Not when it comes to Inter Miami.
The expansion side is set to enter the league in 2020, and Miami have long been loud and ambitious. Perhaps it should come as no surprise that building just one new stadium wasn't enough.
Miami will kick off their MLS existence playing in Fort Lauderdale on the site of a since-demolished Lockhart Stadium, where the club is building a stadium and training center. Eventually, the stadium will become home to the club's future USL team. All the while, they're working on working to get the final go-ahead to begin construction on their permanent home at Miami Freedom Park. For now, they're in a race to finish construction in Fort Lauderdale ahead of the team's inaugural match in 2020.

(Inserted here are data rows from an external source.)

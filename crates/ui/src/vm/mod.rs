mod map_vm;
mod quiz_vm;
mod scenery;

pub use map_vm::{MapVm, NodeTile};
pub use quiz_vm::{QuizOutcome, QuizVm};
pub use scenery::{SceneryItem, SceneryKind, scenery_items};
use quest_core::{MapLayout, ProgressionConfig};
use quest_core::model::Progress;

/// Everything the map view needs to draw one node.
#[derive(Clone, Debug, PartialEq)]
pub struct NodeTile {
    pub index: usize,
    /// 1-based number painted on the node.
    pub number: usize,
    pub xp: u32,
    pub required_xp: u32,
    pub completed: bool,
    pub unlocked: bool,
    pub x_percent: f32,
    pub y_offset: u32,
}

impl NodeTile {
    #[must_use]
    pub fn css_class(&self) -> &'static str {
        if self.completed {
            "node completed"
        } else if self.unlocked {
            "node unlocked"
        } else {
            "node locked"
        }
    }

    #[must_use]
    pub fn tooltip(&self) -> String {
        if self.completed {
            "Completed".to_owned()
        } else if self.unlocked {
            format!("Node {} — Click to practice", self.number)
        } else {
            "Locked".to_owned()
        }
    }

    #[must_use]
    pub fn xp_badge(&self) -> String {
        format!("{}/{} XP", self.xp, self.required_xp)
    }
}

/// Projection of the whole progress snapshot for the map view.
#[derive(Clone, Debug, PartialEq)]
pub struct MapVm {
    pub tiles: Vec<NodeTile>,
    pub total_height: u32,
    pub total_xp: u64,
    /// 1-based number of the node the player last opened.
    pub current_node_number: usize,
}

impl MapVm {
    #[must_use]
    pub fn build(progress: &Progress, config: &ProgressionConfig, layout: &MapLayout) -> Self {
        let tiles = progress
            .nodes()
            .iter()
            .map(|node| {
                let position = layout.position(node.index());
                NodeTile {
                    index: node.index(),
                    number: node.index() + 1,
                    xp: node.xp(),
                    required_xp: config.required_xp(node.index()),
                    completed: node.completed(),
                    unlocked: node.unlocked(),
                    x_percent: position.x_percent,
                    y_offset: position.y_offset,
                }
            })
            .collect();

        Self {
            tiles,
            total_height: layout.total_extent(progress.nodes().len()),
            total_xp: progress.total_xp(),
            current_node_number: progress.current_node() + 1,
        }
    }
}
// Copyright (C) 2020 Matthew Waters <matthew@centricular.com>
//
// Licensed under the Apache License, Version 2.0 <LICENSE-APACHE or
// http://www.apache.org/licenses/LICENSE-2.0> or the MIT license
// <LICENSE-MIT or http://opensource.org/licenses/MIT>, at your
// option. This file may not be copied, modified, or distributed
// except according to those terms.

use std::ffi::OsStr;
use std::io::Write;
use std::process::{Command, Output, Stdio};

#[macro_use]
extern crate tracing;

mod common;

const HOST: &str = "1 1 UDP 2130706431 192.168.1.1 8998 typ host";

fn run_args<I, S>(args: I) -> Output
where
    I: IntoIterator<Item = S>,
    S: AsRef<OsStr>,
{
    let output = Command::new(env!("CARGO_BIN_EXE_candidateparse"))
        .args(args)
        .env_remove("RUST_LOG")
        .output()
        .unwrap();
    debug!("candidateparse args output {:?}", output);
    output
}

fn run_stdin(input: &[u8]) -> Output {
    let mut child = Command::new(env!("CARGO_BIN_EXE_candidateparse"))
        .env_remove("RUST_LOG")
        .stdin(Stdio::piped())
        .stdout(Stdio::piped())
        .stderr(Stdio::piped())
        .spawn()
        .unwrap();
    child.stdin.take().unwrap().write_all(input).unwrap();
    let output = child.wait_with_output().unwrap();
    debug!("candidateparse stdin output {:?}", output);
    output
}

fn stdout(output: &Output) -> String {
    String::from_utf8(output.stdout.clone()).unwrap()
}

#[test]
fn valid_argument() {
    common::debug_init();
    let output = run_args([HOST]);
    assert!(output.status.success());
    let out = stdout(&output);
    assert!(out.starts_with("ParsedCandidate {\n"));
    assert!(out.contains("    candidate_type     : host\n"));
}

#[test]
fn invalid_argument_fails() {
    common::debug_init();
    let output = run_args([HOST, "1 257 UDP 10 1.2.3.4 80 typ host"]);
    assert_eq!(output.status.code(), Some(1));
    let out = stdout(&output);
    assert!(out.contains("    candidate_type     : host\n"));
    assert!(out.contains(
        "1 257 UDP 10 1.2.3.4 80 typ host: Out of range component-id at token 1 (byte offset 2)\n"
    ));
}

#[test]
fn stdin_lines() {
    common::debug_init();
    let output = run_stdin(format!("{}\n\n   \r\n{} generation 0\n", HOST, HOST).as_bytes());
    assert!(output.status.success());
    let out = stdout(&output);
    assert_eq!(out.matches("ParsedCandidate {").count(), 2);
    assert!(out.contains("        generation => 0\n"));
}

#[test]
fn stdin_invalid_line_fails() {
    common::debug_init();
    let output = run_stdin(format!("{}\n1 1 UDP 1 1.2.3.4 80\n", HOST).as_bytes());
    assert_eq!(output.status.code(), Some(1));
    let out = stdout(&output);
    assert_eq!(out.matches("ParsedCandidate {").count(), 1);
    assert!(out.contains("Truncated input, expected 'typ' keyword"));
}

#[cfg(unix)]
#[test]
fn raw_argument_bytes() {
    use std::os::unix::ffi::OsStrExt;

    common::debug_init();
    let line = b"\xff 1 UDP 1 1.2.3.4 80 typ host k v\xfe";
    let from_args = run_args([OsStr::from_bytes(line)]);
    let mut stdin_line = line.to_vec();
    stdin_line.push(b'\n');
    let from_stdin = run_stdin(&stdin_line);
    assert_eq!(from_args.status.code(), Some(1));
    assert_eq!(from_args.stdout, from_stdin.stdout);
    assert!(stdout(&from_args).contains("Malformed foundation at token 0 (byte offset 0)"));

    let from_args = run_args([OsStr::from_bytes(b"f 1 UDP 1 1.2.3.4 80 typ host k v\xfe")]);
    assert!(from_args.status.success());
    assert!(stdout(&from_args).contains("        k => v?\n"));
}
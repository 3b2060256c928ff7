// Copyright (C) 2020 Matthew Waters <matthew@centricular.com>
//
// Licensed under the Apache License, Version 2.0 <LICENSE-APACHE or
// http://www.apache.org/licenses/LICENSE-2.0> or the MIT license
// <LICENSE-MIT or http://opensource.org/licenses/MIT>, at your
// option. This file may not be copied, modified, or distributed
// except according to those terms.

use criterion::{black_box, criterion_group, criterion_main, BenchmarkId, Criterion};

use candidateparser::candidate::parse_candidate;
use candidateparser::tokenize::tokenize;

const LINES: [(&str, &str); 3] = [
    ("Host", "1 1 UDP 2130706431 192.168.1.1 8998 typ host"),
    (
        "Related",
        "candidate:842163049 1 UDP 1677729535 203.0.113.7 46154 typ srflx raddr 192.168.1.2 rport 46154",
    ),
    (
        "Extensions",
        "candidate:842163049 1 UDP 1677729535 203.0.113.7 46154 typ srflx raddr 192.168.1.2 rport 46154 generation 0 ufrag EsAw network-id 1 network-cost 999",
    ),
];

fn bench_parse(c: &mut Criterion) {
    let mut group = c.benchmark_group("Candidate");
    for (name, line) in LINES {
        group.throughput(criterion::Throughput::Bytes(line.len() as u64));
        group.bench_function(BenchmarkId::new("Tokenize", name), |b| {
            b.iter(|| tokenize(black_box(line.as_bytes())).count())
        });
        group.bench_function(BenchmarkId::new("Parse", name), |b| {
            b.iter(|| parse_candidate(black_box(line.as_bytes())))
        });
    }
    group.finish();
}

criterion_group!(benches, bench_parse);
criterion_main!(benches);
impl fmt::Display for Transport {
    fn fmt(&self, f: &mut fmt::Formatter<'_>) -> fmt::Result {
        f.pad(match &self {
            Transport::Udp => "UDP",
            Transport::Tcp => "TCP",
        })
    }
}

/// The type of the candidate
#[derive(Debug, Clone, Copy, PartialEq, Eq, Hash)]
#[cfg_attr(feature = "arbitrary", derive(arbitrary::Arbitrary))]
pub enum CandidateType {
    /// The candidate is a local network interface
    Host,
    /// The candidate was discovered from incoming data
    PeerReflexive,
    /// The candidate was discovered by asking an external server (STUN/TURN)
    ServerReflexive,
    /// The candidate will relay all data through an external server (TURN).
    Relayed,
}

/// Errors when parsing a [`CandidateType`]
#[derive(Debug, Clone, Copy, PartialEq, Eq)]
pub enum ParseCandidateTypeError {
    UnknownCandidateType,
}

impl Error for ParseCandidateTypeError {}

impl fmt::Display for ParseCandidateTypeError {
    fn fmt(&self, f: &mut fmt::Formatter) -> fmt::Result {
        f.pad(&format!("{:?}", self))
    }
}

impl TryFrom<&[u8]> for CandidateType {
    type Error = ParseCandidateTypeError;

    fn try_from(s: &[u8]) -> Result<Self, Self::Error> {
        match s {
            b"host" => Ok(CandidateType::Host),
            b"prflx" => Ok(CandidateType::PeerReflexive),
            b"srflx" => Ok(CandidateType::ServerReflexive),
            b"relay" => Ok(CandidateType::Relayed),
            _ => Err(ParseCandidateTypeError::UnknownCandidateType),
        }
    }
}

impl FromStr for CandidateType {
    type Err = ParseCandidateTypeError;

    fn from_str(s: &str) -> Result<Self, Self::Err> {
        Self::try_from(s.as_bytes())
    }
}

impl fmt::Display for CandidateType {
    fn fmt(&self, f: &mut fmt::Formatter<'_>) -> fmt::Result {
        f.pad(match &self {
            CandidateType::Host => "host",
            CandidateType::PeerReflexive => "prflx",
            CandidateType::ServerReflexive => "srflx",
            CandidateType::Relayed => "relay",
        })
    }
}

/// The related address (`raddr`) and port (`rport`) of a derived candidate
#[derive(Debug, Clone, PartialEq, Eq, Hash)]
pub struct RelatedAddress {
    /// The related connection address token
    pub address: String,
    /// The related port
    pub port: u16,
}

/// Displays a byte sequence replacing anything that is not printable ASCII with `?`.
///
/// Extension keys and values are arbitrary bytes.  This never fails and never writes a
/// control character.
///
/// # Examples
///
/// ```
/// # use candidateparser::candidate::PrintableBytes;
/// assert_eq!(PrintableBytes(b"a\x00b\xffc").to_string(), "a?b?c");
/// ```
#[derive(Debug, Clone, Copy, PartialEq, Eq)]
pub struct PrintableBytes<'a>(pub &'a [u8]);

impl fmt::Display for PrintableBytes<'_> {
    fn fmt(&self, f: &mut fmt::Formatter<'_>) -> fmt::Result {
        let s: String = self
            .0
            .iter()
            .map(|&b| {
                if (0x20..=0x7e).contains(&b) {
                    b as char
                } else {
                    '?'
                }
            })
            .collect();
        f.pad(&s)
    }
}

/// Extension attributes keyed by their raw name bytes.
///
/// Iteration order is not meaningful and callers must not depend on it.
pub type Extensions = BTreeMap<Vec<u8>, Vec<u8>>;

/// A fully validated ICE candidate attribute value.
///
/// Only ever produced by a successful parse and never modified afterwards.
#[derive(Debug, Clone, PartialEq, Eq)]
pub struct ParsedCandidate {
    foundation: String,
    component_id: u16,
    transport: Transport,
    priority: u64,
    connection_address: String,
    port: u16,
    candidate_type: CandidateType,
    related: Option<RelatedAddress>,
    // storage order is an implementation detail, see ParsedCandidate::extensions()
    extensions: Extensions,
}

/// Owned copy of every field of a [`ParsedCandidate`].
///
/// Holds no reference to the input line or to the parser and can be handed to code
/// that manages memory differently.
#[derive(Debug, Clone, PartialEq, Eq)]
pub struct CandidateParts {
    pub foundation: String,
    pub component_id: u16,
    pub transport: Transport,
    pub priority: u64,
    pub connection_address: String,
    pub port: u16,
    pub candidate_type: CandidateType,
    pub rel_address: Option<String>,
    pub rel_port: Option<u16>,
    /// Extension pairs in unspecified order.  Keys are unique.
    pub extensions: Vec<(Vec<u8>, Vec<u8>)>,
}

impl ParsedCandidate {
    /// The foundation
    pub fn foundation(&self) -> &str {
        &self.foundation
    }

    /// The component, in the range `1..=256`
    pub fn component_id(&self) -> u16 {
        self.component_id
    }

    /// The network transport
    pub fn transport(&self) -> Transport {
        self.transport
    }

    /// The priority, in the range `0..=2^31 - 1`
    pub fn priority(&self) -> u64 {
        self.priority
    }

    /// The connection address token.  This is either an IP literal or a domain name and
    /// is not resolved or validated further.
    pub fn connection_address(&self) -> &str {
        &self.connection_address
    }

    /// The port
    pub fn port(&self) -> u16 {
        self.port
    }

    /// The type of the candidate
    pub fn candidate_type(&self) -> CandidateType {
        self.candidate_type
    }

    /// The related address and port, if any
    pub fn related(&self) -> Option<&RelatedAddress> {
        self.related.as_ref()
    }

    /// The related address.  Present exactly when [`rel_port()`](Self::rel_port) is.
    pub fn rel_address(&self) -> Option<&str> {
        self.related.as_ref().map(|r| r.address.as_str())
    }

    /// The related port.  Present exactly when [`rel_address()`](Self::rel_address) is.
    pub fn rel_port(&self) -> Option<u16> {
        self.related.as_ref().map(|r| r.port)
    }

    /// Iterate over the extension attributes.
    ///
    /// The iteration order is unspecified.  When a key was repeated in the parsed line
    /// only the last value is retained.
    pub fn extensions(&self) -> impl Iterator<Item = (&[u8], &[u8])> + '_ {
        self.extensions
            .iter()
            .map(|(k, v)| (k.as_slice(), v.as_slice()))
    }

    /// Retrieve the value of the extension attribute `key`
    pub fn extension(&self, key: &[u8]) -> Option<&[u8]> {
        self.extensions.get(key).map(Vec::as_slice)
    }

    /// Serialize this candidate to the attribute value form used in SDP, including the
    /// `candidate:` prefix.
    ///
    /// # Examples
    ///
    /// ```
    /// # use candidateparser::candidate::*;
    /// # use std::str::FromStr;
    /// let line = "candidate:1 1 UDP 2130706431 192.168.1.1 8998 typ srflx raddr 10.0.1.1 rport 8998";
    /// let cand = ParsedCandidate::from_str(line).unwrap();
    /// assert_eq!(cand.to_sdp_bytes(), line.as_bytes());
    /// ```
    pub fn to_sdp_bytes(&self) -> Vec<u8> {
        let mut ret = format!(
            "candidate:{} {} {} {} {} {} typ {}",
            self.foundation,
            self.component_id,
            self.transport,
            self.priority,
            self.connection_address,
            self.port,
            self.candidate_type
        )
        .into_bytes();

        if let Some(related) = &self.related {
            ret.extend_from_slice(
                format!(" raddr {} rport {}", related.address, related.port).as_bytes(),
            );
        }

        for (key, val) in self.extensions() {
            ret.push(b' ');
            ret.extend_from_slice(key);
            ret.push(b' ');
            ret.extend_from_slice(val);
        }
        ret
    }

    /// Move every field out into an owned [`CandidateParts`]
    pub fn into_parts(self) -> CandidateParts {
        let (rel_address, rel_port) = match self.related {
            Some(related) => (Some(related.address), Some(related.port)),
            None => (None, None),
        };
        CandidateParts {
            foundation: self.foundation,
            component_id: self.component_id,
            transport: self.transport,
            priority: self.priority,
            connection_address: self.connection_address,
            port: self.port,
            candidate_type: self.candidate_type,
            rel_address,
            rel_port,
            extensions: self.extensions.into_iter().collect(),
        }
    }
}

impl From<ParsedCandidate> for CandidateParts {
    fn from(cand: ParsedCandidate) -> Self {
        cand.into_parts()
    }
}

impl FromStr for ParsedCandidate {
    type Err = ParseCandidateError;

    fn from_str(s: &str) -> Result<Self, Self::Err> {
        parse_candidate(s.as_bytes())
    }
}

impl fmt::Display for ParsedCandidate {
    fn fmt(&self, f: &mut fmt::Formatter<'_>) -> fmt::Result {
        writeln!(f, "ParsedCandidate {{")?;
        writeln!(f, "    foundation         : {}", self.foundation)?;
        writeln!(f, "    component_id       : {}", self.component_id)?;
        writeln!(f, "    transport          : {}", self.transport)?;
        writeln!(f, "    priority           : {}", self.priority)?;
        writeln!(f, "    connection_address : {}", self.connection_address)?;
        writeln!(f, "    port               : {}", self.port)?;
        writeln!(f, "    candidate_type     : {}", self.candidate_type)?;
        match &self.related {
            Some(related) => {
                writeln!(f, "    rel_address        : {}", related.address)?;
                writeln!(f, "    rel_port           : {}", related.port)?;
            }
            None => {
                writeln!(f, "    rel_address        : -")?;
                writeln!(f, "    rel_port           : -")?;
            }
        }
        if self.extensions.is_empty() {
            writeln!(f, "    extensions         : -")?;
        } else {
            writeln!(f, "    extensions         : {{")?;
            for (key, val) in self.extensions() {
                writeln!(
                    f,
                    "        {} => {}",
                    PrintableBytes(key),
                    PrintableBytes(val)
                )?;
            }
            writeln!(f, "    }}")?;
        }
        write!(f, "}}")
    }
}
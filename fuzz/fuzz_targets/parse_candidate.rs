#![no_main]
use libfuzzer_sys::fuzz_target;

#[macro_use]
extern crate tracing;
use tracing_subscriber::EnvFilter;

use candidateparser::candidate::*;

use std::sync::Once;

#[derive(arbitrary::Arbitrary, Debug)]
struct Data<'data> {
    data: &'data [u8],
}

pub fn debug_init() {
    static TRACING: Once = Once::new();

    TRACING.call_once(|| {
        if let Ok(filter) = EnvFilter::try_from_default_env() {
            tracing_subscriber::fmt().with_env_filter(filter).init();
        }
    });
}

fuzz_target!(|data: Data| {
    debug_init();
    let res = parse_candidate(data.data);
    debug!("candidate result {:?}", res);
    if let Ok(cand) = res {
        let _ = cand.to_string();
        assert_eq!(parse_candidate(&cand.to_sdp_bytes()), Ok(cand));
    }
});
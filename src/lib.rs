// Copyright (C) 2020 Matthew Waters <matthew@centricular.com>
//
// Licensed under the Apache License, Version 2.0 <LICENSE-APACHE or
// http://www.apache.org/licenses/LICENSE-2.0> or the MIT license
// <LICENSE-MIT or http://opensource.org/licenses/MIT>, at your
// option. This file may not be copied, modified, or distributed
// except according to those terms.

//! # candidateparser
//!
//! Parsing and validation of a single ICE `candidate` attribute value as found in SDP
//! ([RFC 8839 Section 5.1](https://datatracker.ietf.org/doc/html/rfc8839#section-5.1)).
//!
//! ```
//! # use candidateparser::candidate::*;
//! let cand: ParsedCandidate = "1 1 UDP 2130706431 192.168.1.1 8998 typ host generation 0"
//!     .parse()
//!     .unwrap();
//! assert_eq!(cand.component_id(), 1);
//! assert_eq!(cand.candidate_type(), CandidateType::Host);
//! assert_eq!(cand.extension(b"generation"), Some(&b"0"[..]));
//! ```

#[macro_use]
extern crate tracing;

pub mod candidate;
pub mod tokenize;

#[cfg(test)]
pub(crate) mod tests {
    use once_cell::sync::Lazy;
    use tracing_subscriber::EnvFilter;

    static TRACING: Lazy<()> = Lazy::new(|| {
        if let Ok(filter) = EnvFilter::try_from_default_env() {
            tracing_subscriber::fmt().with_env_filter(filter).init();
        }
    });

    pub fn test_init_log() {
        Lazy::force(&TRACING);
    }
}
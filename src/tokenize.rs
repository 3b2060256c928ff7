// Copyright (C) 2020 Matthew Waters <matthew@centricular.com>
//
// Licensed under the Apache License, Version 2.0 <LICENSE-APACHE or
// http://www.apache.org/licenses/LICENSE-2.0> or the MIT license
// <LICENSE-MIT or http://opensource.org/licenses/MIT>, at your
// option. This file may not be copied, modified, or distributed
// except according to those terms.

//! Whitespace tokenizer for candidate lines
//!
//! Tokens are byte-exact slices of the input.  Nothing is copied and no text encoding is
//! assumed.

use std::iter::FusedIterator;

use nom::bytes::complete::{take_while, take_while1};

fn is_space(b: u8) -> bool {
    b.is_ascii_whitespace()
}

/// A single whitespace separated token
#[derive(Debug, Clone, Copy, PartialEq, Eq)]
pub struct Token<'a> {
    /// Zero based position of the token in the line
    pub index: usize,
    /// Byte offset of the first byte of the token in the original line
    pub offset: usize,
    /// The raw bytes of the token, never empty and never containing ASCII whitespace
    pub bytes: &'a [u8],
}

/// Lazy iterator over the [`Token`]s of a line.
///
/// Cloning produces an independent iterator starting from the same position.
#[derive(Debug, Clone)]
pub struct Tokens<'a> {
    line: &'a [u8],
    remaining: &'a [u8],
    index: usize,
}

/// Split `line` on runs of ASCII whitespace.
///
/// Leading and trailing whitespace (including line terminators) produce no tokens.
///
/// # Examples
///
/// ```
/// # use candidateparser::tokenize::tokenize;
/// let tokens: Vec<_> = tokenize(b" 1 1\tUDP\r\n").map(|t| t.bytes).collect();
/// assert_eq!(tokens, [&b"1"[..], b"1", b"UDP"]);
/// ```
pub fn tokenize(line: &[u8]) -> Tokens<'_> {
    Tokens::starting_at(line, 0)
}

impl<'a> Tokens<'a> {
    // Offsets of produced tokens are still relative to the start of @line
    pub(crate) fn starting_at(line: &'a [u8], start: usize) -> Self {
        Self {
            line,
            remaining: &line[start.min(line.len())..],
            index: 0,
        }
    }

    /// Byte offset into the line of the next unconsumed byte
    pub fn offset(&self) -> usize {
        self.line.len() - self.remaining.len()
    }
}

impl<'a> Iterator for Tokens<'a> {
    type Item = Token<'a>;

    fn next(&mut self) -> Option<Self::Item> {
        let (s, _) = take_while::<_, _, nom::error::Error<_>>(is_space)(self.remaining).ok()?;
        self.remaining = s;
        let offset = self.offset();
        let (s, bytes) =
            take_while1::<_, _, nom::error::Error<_>>(|b: u8| !is_space(b))(s).ok()?;
        self.remaining = s;
        let token = Token {
            index: self.index,
            offset,
            bytes,
        };
        self.index += 1;
        Some(token)
    }
}

impl FusedIterator for Tokens<'_> {}
//! HTML helper functions

/// Escape text for use in HTML element content or attribute values
pub fn escape_html(s: &str) -> String {
    let mut out = String::with_capacity(s.len());
    for c in s.chars() {
        push_escaped(&mut out, c);
    }
    out
}

/// Append a single escaped character
pub(crate) fn push_escaped(out: &mut String, c: char) {
    match c {
        '&' => out.push_str("&amp;"),
        '<' => out.push_str("&lt;"),
        '>' => out.push_str("&gt;"),
        '"' => out.push_str("&quot;"),
        '\'' => out.push_str("&#39;"),
        _ => out.push(c),
    }
}

/// Generate an image tag
///
/// # Examples
/// ```ignore
/// image_tag("/images/photo.jpg", "My Photo") // -> <img src="/images/photo.jpg" alt="My Photo" />
/// ```
pub fn image_tag(src: &str, alt: &str) -> String {
    format!(
        r#"<img src="{}" alt="{}" />"#,
        escape_html(src),
        escape_html(alt)
    )
}
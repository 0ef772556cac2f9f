//! URL helper functions

use percent_encoding::percent_decode_str;
use std::path::{Component, Path};

use crate::config::SiteConfig;

/// Generate a URL with the root path
///
/// # Examples
/// ```ignore
/// url_for(&config, "/assets/Logo.png") // -> "/blog/assets/Logo.png"
/// ```
pub fn url_for(config: &SiteConfig, path: &str) -> String {
    let root = config.root.trim_end_matches('/');
    let path = path.trim_start_matches('/');

    if path.is_empty() {
        format!("{}/", root)
    } else {
        format!("{}/{}", root, path)
    }
}

/// Generate a full URL including the domain
pub fn full_url_for(config: &SiteConfig, path: &str) -> String {
    let base = config.url.trim_end_matches('/');
    format!("{}{}", base, url_for(config, path))
}

/// Route key of a post page, relative to the public directory
pub fn post_route(uid: &str) -> String {
    format!("post/{}", uid)
}

/// Link to a post page
pub fn post_url(config: &SiteConfig, uid: &str) -> String {
    url_for(config, &format!("{}/", post_route(uid)))
}

/// Whether `uid` names exactly one regular directory under `post/`
pub fn is_safe_uid(uid: &str) -> bool {
    let mut components = Path::new(uid).components();
    matches!(
        (components.next(), components.next()),
        (Some(Component::Normal(name)), None) if name == uid
    )
}

/// Uid of a `post/<uid>` route, if it is safe to use as a directory name
pub fn route_uid(route: &str) -> Option<&str> {
    route.strip_prefix("post/").filter(|uid| is_safe_uid(uid))
}

/// Extract the route key from a request path, relative to the site root.
///
/// The path is percent-decoded first. Returns `"index"` for the home page
/// and `"post/<uid>"` for post pages; anything else is not a generated route.
pub fn route_for_path(config: &SiteConfig, path: &str) -> Option<String> {
    let decoded = percent_decode_str(path).decode_utf8().ok()?;
    let path: &str = &decoded;
    let root = config.root.trim_end_matches('/');
    let path = path.strip_prefix(root).unwrap_or(path);
    let path = path.trim_matches('/');
    let path = path.strip_suffix("index.html").unwrap_or(path).trim_end_matches('/');

    if path.is_empty() {
        return Some("index".to_string());
    }

    route_uid(path).map(post_route)
}
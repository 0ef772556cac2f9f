//! Reading time estimation

use super::post::ContentBlock;
use super::rich_text::RichTextRenderer;

/// Average reading speed used for the estimate
pub const WORDS_PER_MINUTE: usize = 200;

/// Count whitespace-delimited words
pub fn count_words(text: &str) -> usize {
    text.split_whitespace().count()
}

/// Estimated reading time in whole minutes.
///
/// Words from every heading and body are summed first and the total is
/// rounded up once, so many short sections do not each add a minute.
pub fn reading_minutes(blocks: &[ContentBlock], rich_text: &dyn RichTextRenderer) -> usize {
    let words: usize = blocks
        .iter()
        .map(|block| count_words(&block.heading) + count_words(&rich_text.as_text(&block.body)))
        .sum();

    words.div_ceil(WORDS_PER_MINUTE)
}
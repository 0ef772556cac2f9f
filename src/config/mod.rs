//! Configuration module

mod site;

pub use site::CmsConfig;
pub use site::SiteConfig;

Co-owner Jorge Mas isn't worried.
“I’m very confident that we’ll have close to 100 percent of the whole facility done by March,” Mas told reporters after a Board of Governors meeting, hours before the All-Star Game on Wednesday. "All of the timelines we needed to meet to get ready; we had to get it demolished, which we did at the end of May. We frankly did the demolition before we had the contract agreement signed. The majority of our site development work has already been done. We’re starting to put foundations in."
Whenever the stadium is finished, Miami shouldn't have any trouble filling the seats.
Despite minimal marketing, demand for tickets has been high. Mas said the club have already received over 8,000 non-refundable deposits for a stadium which will seat 18,000 fans. A quarter of those deposits are for premium club seats.
“We’ve been taken aback by support we’ve seen (from) Miami ... In the next 60 days, I’m anticipating we’ll sell out our interim site," Mas said. "Then we have a plan for how we’ll transition that to Miami Freedom Park in the permanent stadium.”
The permanent stadium still has a few hoops to clear. On that front, too, Mas is not short on confidence.
“There is no Plan B," Mas said matter-of-factly. "We’re going to get it done."
There's still one more vote to be passed. After Miami residents approved a referendum for the team to begin negotiating a lease in November, they still have yet to present a lease to a commission of five, from which they need four votes of approval.
“We’re in current negotiations for the lease, the lease has not been finalized yet," Mas said. "We’re anticipating that within the next 60 to 90 days we’ll have something in front of the commission. That’s taken a few more months than I would have liked, but I’m extremely confident that in the next 60 days we’ll be able to get that through and begin construction."